Biotin-thiamine-responsive basal ganglia disease (BTBGD) is characterized by recurrent subacute encephalopathy manifest as confusion, seizures, ataxia, dystonia, supranuclear facial palsy, external ophthalmoplegia, and/or dysphagia which, if left untreated, can eventually lead to coma and even death. Dystonia and cogwheel rigidity are nearly always present; hyperreflexia, ankle clonus, and Babinski responses are common. Hemiparesis or quadriparesis may be seen. Episodes are often triggered by febrile illness or mild trauma or surgery. Less frequently, BTBGD presents as chronic or slowly progressive dystonia, seizures, and/or psychomotor delay. Although onset is usually in childhood (ages three to ten 10 years), it is extremely variable, ranging from the newborn period to adulthood. Prompt administration of biotin and thiamine early in the disease course results in partial or complete improvement within days.


Brain MRI shows symmetric and bilateral increased T2 signal intensity in the central part of caudate head and part or all of the putamen, as well as involvement of the globi pallidi, thalami, infra-and supratentorial brain cortex, brain stem, and cerebellum. During acute crises, severe vasogenic edema can be observed; chronic changes include atrophy, necrosis, and gliosis in the affected regions.

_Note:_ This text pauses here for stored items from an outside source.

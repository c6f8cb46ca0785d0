//! Interactive keyboard side channel, enabled by TTY_MODE.
//!
//! Runs the terminal in raw mode on a blocking task and translates key
//! presses into commands: `t` pushes a test event, `Ctrl-C` quits. This
//! feeds the notifier directly and never touches outage state.

use std::time::Duration;

use anyhow::Result;
use crossterm::event::{self, Event, KeyCode, KeyEvent, KeyEventKind, KeyModifiers};
use crossterm::terminal;
use tokio::sync::mpsc;

#[derive(Debug, Clone, Copy, PartialEq, Eq)]
pub enum Command {
    PushTestEvent,
    Quit,
}

/// Enable raw mode and start forwarding key commands. The reader task
/// stops on its own once a quit is sent or the receiver is dropped.
pub fn listen() -> Result<mpsc::UnboundedReceiver<Command>> {
    terminal::enable_raw_mode()?;
    let (tx, rx) = mpsc::unbounded_channel();

    tokio::task::spawn_blocking(move || loop {
        if !event::poll(Duration::from_millis(200)).unwrap_or(false) {
            if tx.is_closed() {
                break;
            }
            continue;
        }
        match event::read() {
            Ok(Event::Key(key)) => {
                if let Some(cmd) = map_key(key) {
                    let quit = cmd == Command::Quit;
                    if tx.send(cmd).is_err() || quit {
                        break;
                    }
                }
            }
            Ok(_) => {}
            Err(_) => break,
        }
    });

    Ok(rx)
}

/// Leave raw mode before exiting so the terminal is usable afterwards.
pub fn restore() -> Result<()> {
    terminal::disable_raw_mode()?;
    Ok(())
}

fn map_key(key: KeyEvent) -> Option<Command> {
    if key.kind != KeyEventKind::Press {
        return None;
    }
    match key.code {
        KeyCode::Char('c') if key.modifiers.contains(KeyModifiers::CONTROL) => Some(Command::Quit),
        KeyCode::Char('t') => Some(Command::PushTestEvent),
        _ => None,
    }
}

The diagnosis of BTBGD is confirmed by identification of biallelic SLC19A3 pathogenic variants.


Treatment of manifestations: Biotin (5-10 mg/kg/day) and thiamine (in doses ranging from 300 to 900 mg) are given orally as early in the disease course as possible and are continued lifelong. Symptoms typically resolve within days. Acute encephalopathic episodes may require care in an ICU to manage seizures and increased intracranial pressure; during acute decompensations thiamine may be increased to double the regular dose and be given intravenously. Treatment of dystonia is symptomatic and includes administration of L-dopa. Rehabilitation, physiotherapy, occupational therapy, and speech therapy as needed. Adaptation of educational programs to meet individual needs. Prevention of primary manifestations: Prompt administration of biotin and thiamine early in the disease course. Surveillance: Evaluation every six months by the treating subspecialists. Agents/circumstances to avoid: Stress, trauma. Evaluation of relatives at risk: If the pathogenic variants have been identified in an affected family member, perform molecular genetic testing on at-risk relatives (e.g., sibs of the proband) in order to begin thiamine and biotin therapy as soon as possible in all individuals with biallelic SLC19A3 pathogenic variants, even those who are asymptomatic. Pregnancy management: Affected women should continue thiamine and biotin during pregnancy.


BTBGD is inherited in an autosomal recessive manner. At conception, each sib of an affected individual has a 25% chance of being affected, a 50% chance of being an asymptomatic carrier, and a 25% chance of being unaffected and not a carrier. Carrier testing for at-risk family members and prenatal diagnosis for pregnancies at increased risk are possible if the pathogenic variants in the family have been identified.